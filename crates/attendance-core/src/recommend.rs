//! Advisory generation
//!
//! Turns a projection into an ordered list of advisory messages. Emission
//! order is part of the contract: the dashboard renders the list top to
//! bottom, so rules append rather than replace.

use crate::types::{Priority, Recommendation};

/// Build the advisory list for a projection.
///
/// Rules, applied in order, additively:
/// 1. on track: achievement (low) + maintenance (medium)
/// 2. otherwise: action_required naming `classes_needed` (high) + strategy (medium)
/// 3. below 65%: critical (critical)
/// 4. else below 70%: warning (high)
pub fn recommend(current_percentage: f64, target: f64, classes_needed: u32) -> Vec<Recommendation> {
    let mut recommendations = Vec::with_capacity(3);

    if current_percentage >= target {
        recommendations.push(Recommendation::new(
            "achievement",
            "Excellent! You're exceeding your attendance target.",
            Priority::Low,
        ));
        recommendations.push(Recommendation::new(
            "maintenance",
            "Maintain this consistency to stay ahead.",
            Priority::Medium,
        ));
    } else {
        recommendations.push(Recommendation::new(
            "action_required",
            format!("Attend {classes_needed} more classes to reach {target}% attendance."),
            Priority::High,
        ));
        recommendations.push(Recommendation::new(
            "strategy",
            "Set daily reminders 30 minutes before each class.",
            Priority::Medium,
        ));
    }

    if current_percentage < 65.0 {
        recommendations.push(Recommendation::new(
            "critical",
            "CRITICAL: Immediate action required to avoid academic consequences.",
            Priority::Critical,
        ));
    } else if current_percentage < 70.0 {
        recommendations.push(Recommendation::new(
            "warning",
            "WARNING: Below minimum requirement. Prioritize attendance now.",
            Priority::High,
        ));
    }

    recommendations
}

#[cfg(test)]
mod tests {
    use super::*;

    fn kinds(recs: &[Recommendation]) -> Vec<&str> {
        recs.iter().map(|r| r.kind.as_str()).collect()
    }

    #[test]
    fn on_track_order() {
        let recs = recommend(85.0, 70.5, 0);
        assert_eq!(kinds(&recs), ["achievement", "maintenance"]);
        assert_eq!(recs[0].priority, Priority::Low);
        assert_eq!(recs[1].priority, Priority::Medium);
    }

    #[test]
    fn below_target_order() {
        let recs = recommend(68.0, 70.5, 9);
        assert_eq!(kinds(&recs), ["action_required", "strategy", "warning"]);
        assert_eq!(recs[0].priority, Priority::High);
        assert!(recs[0].message.contains("9 more classes"));
    }

    #[test]
    fn critical_band_appends_critical_entry() {
        let recs = recommend(50.0, 70.5, 41);
        assert_eq!(kinds(&recs), ["action_required", "strategy", "critical"]);
        assert_eq!(recs[2].priority, Priority::Critical);
    }

    #[test]
    fn warning_band_is_exclusive_with_critical() {
        // 65 is warning territory, not critical.
        let recs = recommend(65.0, 70.5, 12);
        assert_eq!(kinds(&recs), ["action_required", "strategy", "warning"]);
        // On-track percentages inside the warning band still warn.
        let recs = recommend(69.0, 68.0, 0);
        assert_eq!(kinds(&recs), ["achievement", "maintenance", "warning"]);
    }

    #[test]
    fn exactly_one_action_required_below_target() {
        let recs = recommend(60.0, 70.5, 36);
        let count = recs.iter().filter(|r| r.kind == "action_required").count();
        assert_eq!(count, 1);
        assert!(recs[0].message.contains("36"));
    }
}
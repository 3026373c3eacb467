//! Free-text preference analysis with keyword fallback.

use axum::extract::State;
use axum::response::{IntoResponse, Response};
use axum::Json;
use serde::Deserialize;
use serde_json::json;

use attendance_core::classify;

use crate::response::{AppError, AppJson};
use crate::routes::attendance::merge_object;
use crate::state::AppState;

#[derive(Debug, Deserialize)]
pub struct PreferencesDto {
    preferences: Option<String>,
}

pub async fn analyze(
    State(state): State<AppState>,
    AppJson(dto): AppJson<PreferencesDto>,
) -> Result<Response, AppError> {
    let preferences = dto
        .preferences
        .filter(|text| !text.trim().is_empty())
        .ok_or_else(|| AppError::validation("No preferences provided"))?;

    match state.ai().analyze_preferences(&preferences).await {
        Ok(ai_response) => {
            let mut body = json!({
                "success": true,
                "message": "Preferences analyzed with AI",
            });
            merge_object(&mut body, ai_response);
            body["enhanced_with"] = json!("ai");
            Ok(Json(body).into_response())
        }
        Err(err) => {
            tracing::warn!(error = %err, "preference analysis falling back to keyword classifier");
            let analysis = classify(&preferences);
            Ok(Json(json!({
                "success": true,
                "message": "Preferences processed (basic analysis)",
                "analyzedPreferences": analysis,
                "originalPreferences": preferences,
                "processing_method": "fallback",
                "note": "Basic analysis used. Enable AI service for advanced insights.",
            }))
            .into_response())
        }
    }
}
//! Service descriptor and aggregate health.

use axum::extract::State;
use axum::response::{IntoResponse, Response};
use axum::Json;
use chrono::Utc;
use serde::Serialize;
use serde_json::Value;

use crate::state::AppState;

#[derive(Debug, Serialize)]
struct DescriptorResponse {
    message: &'static str,
    version: &'static str,
    features: [&'static str; 4],
}

pub async fn descriptor() -> Response {
    Json(DescriptorResponse {
        message: "AI Attendance Management API",
        version: env!("CARGO_PKG_VERSION"),
        features: [
            "document-processing",
            "dynamic-analysis",
            "web-automation",
            "predictive-insights",
        ],
    })
    .into_response()
}

#[derive(Debug, Serialize)]
struct HealthResponse {
    status: &'static str,
    message: &'static str,
    services: ServicesStatus,
    uptime: u64,
    timestamp: String,
}

#[derive(Debug, Serialize)]
struct ServicesStatus {
    backend: &'static str,
    ai_service: String,
    #[serde(skip_serializing_if = "Option::is_none")]
    ai_model: Option<String>,
}

/// Own status plus a bounded reachability probe of the AI service. The AI
/// being down degrades the report to "partial", never to an error status.
pub async fn health(State(state): State<AppState>) -> Response {
    let response = match state.ai().health().await {
        Ok(ai_health) => HealthResponse {
            status: "healthy",
            message: "Backend server is running",
            services: ServicesStatus {
                backend: "online",
                ai_service: str_field(&ai_health, "status").unwrap_or_else(|| "online".to_string()),
                ai_model: str_field(&ai_health, "model"),
            },
            uptime: state.uptime_seconds(),
            timestamp: Utc::now().to_rfc3339(),
        },
        Err(err) => {
            tracing::warn!(error = %err, "AI service health probe failed");
            HealthResponse {
                status: "partial",
                message: "Backend running, AI service unavailable",
                services: ServicesStatus {
                    backend: "online",
                    ai_service: "offline".to_string(),
                    ai_model: None,
                },
                uptime: state.uptime_seconds(),
                timestamp: Utc::now().to_rfc3339(),
            }
        }
    };

    Json(response).into_response()
}

fn str_field(value: &Value, key: &str) -> Option<String> {
    value.get(key).and_then(Value::as_str).map(str::to_string)
}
++++
§ Your instructions
All the data above should be set down a second time, exactly.

§ Answer to the problem
filename crates/attendance-core/src/recommend.rs
//! Advisory generation
//!
//! Turns a projection into an ordered list of advisory messages. Emission
//! order is part of the contract: the dashboard renders the list top to
//! bottom, so rules append rather than replace.

use crate::types::{Priority, Recommendation};

/// Build the advisory list for a projection.
///
/// Rules, applied in order, additively:
/// 1. on track: achievement (low) + maintenance (medium)
/// 2. otherwise: action_required naming `classes_needed` (high) + strategy (medium)
/// 3. below 65%: critical (critical)
/// 4. else below 70%: warning (high)
pub fn recommend(current_percentage: f64, target: f64, classes_needed: u32) -> Vec<Recommendation> {
    let mut recommendations = Vec::with_capacity(3);

    if current_percentage >= target {
        recommendations.push(Recommendation::new(
            "achievement",
            "Excellent! You're exceeding your attendance target.",
            Priority::Low,
        ));
        recommendations.push(Recommendation::new(
            "maintenance",
            "Maintain this consistency to stay ahead.",
            Priority::Medium,
        ));
    } else {
        recommendations.push(Recommendation::new(
            "action_required",
            format!("Attend {classes_needed} more classes to reach {target}% attendance."),
            Priority::High,
        ));
        recommendations.push(Recommendation::new(
            "strategy",
            "Set daily reminders 30 minutes before each class.",
            Priority::Medium,
        ));
    }

    if current_percentage < 65.0 {
        recommendations.push(Recommendation::new(
            "critical",
            "CRITICAL: Immediate action required to avoid academic consequences.",
            Priority::Critical,
        ));
    } else if current_percentage < 70.0 {
        recommendations.push(Recommendation::new(
            "warning",
            "WARNING: Below minimum requirement. Prioritize attendance now.",
            Priority::High,
        ));
    }

    recommendations
}

#[cfg(test)]
mod tests {
    use super::*;

    fn kinds(recs: &[Recommendation]) -> Vec<&str> {
        recs.iter().map(|r| r.kind.as_str()).collect()
    }

    #[test]
    fn on_track_order() {
        let recs = recommend(85.0, 70.5, 0);
        assert_eq!(kinds(&recs), ["achievement", "maintenance"]);
        assert_eq!(recs[0].priority, Priority::Low);
        assert_eq!(recs[1].priority, Priority::Medium);
    }

    #[test]
    fn below_target_order() {
        let recs = recommend(68.0, 70.5, 9);
        assert_eq!(kinds(&recs), ["action_required", "strategy", "warning"]);
        assert_eq!(recs[0].priority, Priority::High);
        assert!(recs[0].message.contains("9 more classes"));
    }

    #[test]
    fn critical_band_appends_critical_entry() {
        let recs = recommend(50.0, 70.5, 41);
        assert_eq!(kinds(&recs), ["action_required", "strategy", "critical"]);
        assert_eq!(recs[2].priority, Priority::Critical);
    }

    #[test]
    fn warning_band_is_exclusive_with_critical() {
        // 65 is warning territory, not critical.
        let recs = recommend(65.0, 70.5, 12);
        assert_eq!(kinds(&recs), ["action_required", "strategy", "warning"]);
        // On-track percentages inside the warning band still warn.
        let recs = recommend(69.0, 68.0, 0);
        assert_eq!(kinds(&recs), ["achievement", "maintenance", "warning"]);
    }

    #[test]
    fn exactly_one_action_required_below_target() {
        let recs = recommend(60.0, 70.5, 36);
        let count = recs.iter().filter(|r| r.kind == "action_required").count();
        assert_eq!(count, 1);
        assert!(recs[0].message.contains("36"));
    }
}
repository 3026373c3eacb467
//! Free-text preference analysis with keyword fallback.

use axum::extract::State;
use axum::response::{IntoResponse, Response};
use axum::Json;
use serde::Deserialize;
use serde_json::json;

use attendance_core::classify;

use crate::response::{AppError, AppJson};
use crate::routes::attendance::merge_object;
use crate::state::AppState;

#[derive(Debug, Deserialize)]
pub struct PreferencesDto {
    preferences: Option<String>,
}

pub async fn analyze(
    State(state): State<AppState>,
    AppJson(dto): AppJson<PreferencesDto>,
) -> Result<Response, AppError> {
    let preferences = dto
        .preferences
        .filter(|text| !text.trim().is_empty())
        .ok_or_else(|| AppError::validation("No preferences provided"))?;

    match state.ai().analyze_preferences(&preferences).await {
        Ok(ai_response) => {
            let mut body = json!({
                "success": true,
                "message": "Preferences analyzed with AI",
            });
            merge_object(&mut body, ai_response);
            body["enhanced_with"] = json!("ai");
            Ok(Json(body).into_response())
        }
        Err(err) => {
            tracing::warn!(error = %err, "preference analysis falling back to keyword classifier");
            let analysis = classify(&preferences);
            Ok(Json(json!({
                "success": true,
                "message": "Preferences processed (basic analysis)",
                "analyzedPreferences": analysis,
                "originalPreferences": preferences,
                "processing_method": "fallback",
                "note": "Basic analysis used. Enable AI service for advanced insights.",
            }))
            .into_response())
        }
    }
}
//! Service descriptor and aggregate health.

use axum::extract::State;
use axum::response::{IntoResponse, Response};
use axum::Json;
use chrono::Utc;
use serde::Serialize;
use serde_json::Value;

use crate::state::AppState;

#[derive(Debug, Serialize)]
struct DescriptorResponse {
    message: &'static str,
    version: &'static str,
    features: [&'static str; 4],
}

pub async fn descriptor() -> Response {
    Json(DescriptorResponse {
        message: "AI Attendance Management API",
        version: env!("CARGO_PKG_VERSION"),
        features: [
            "document-processing",
            "dynamic-analysis",
            "web-automation",
            "predictive-insights",
        ],
    })
    .into_response()
}

#[derive(Debug, Serialize)]
struct HealthResponse {
    status: &'static str,
    message: &'static str,
    services: ServicesStatus,
    uptime: u64,
    timestamp: String,
}

#[derive(Debug, Serialize)]
struct ServicesStatus {
    backend: &'static str,
    ai_service: String,
    #[serde(skip_serializing_if = "Option::is_none")]
    ai_model: Option<String>,
}

/// Own status plus a bounded reachability probe of the AI service. The AI
/// being down degrades the report to "partial", never to an error status.
pub async fn health(State(state): State<AppState>) -> Response {
    let response = match state.ai().health().await {
        Ok(ai_health) => HealthResponse {
            status: "healthy",
            message: "Backend server is running",
            services: ServicesStatus {
                backend: "online",
                ai_service: str_field(&ai_health, "status").unwrap_or_else(|| "online".to_string()),
                ai_model: str_field(&ai_health, "model"),
            },
            uptime: state.uptime_seconds(),
            timestamp: Utc::now().to_rfc3339(),
        },
        Err(err) => {
            tracing::warn!(error = %err, "AI service health probe failed");
            HealthResponse {
                status: "partial",
                message: "Backend running, AI service unavailable",
                services: ServicesStatus {
                    backend: "online",
                    ai_service: "offline".to_string(),
                    ai_model: None,
                },
                uptime: state.uptime_seconds(),
                timestamp: Utc::now().to_rfc3339(),
            }
        }
    };

    Json(response).into_response()
}

fn str_field(value: &Value, key: &str) -> Option<String> {
    value.get(key).and_then(Value::as_str).map(str::to_string)
}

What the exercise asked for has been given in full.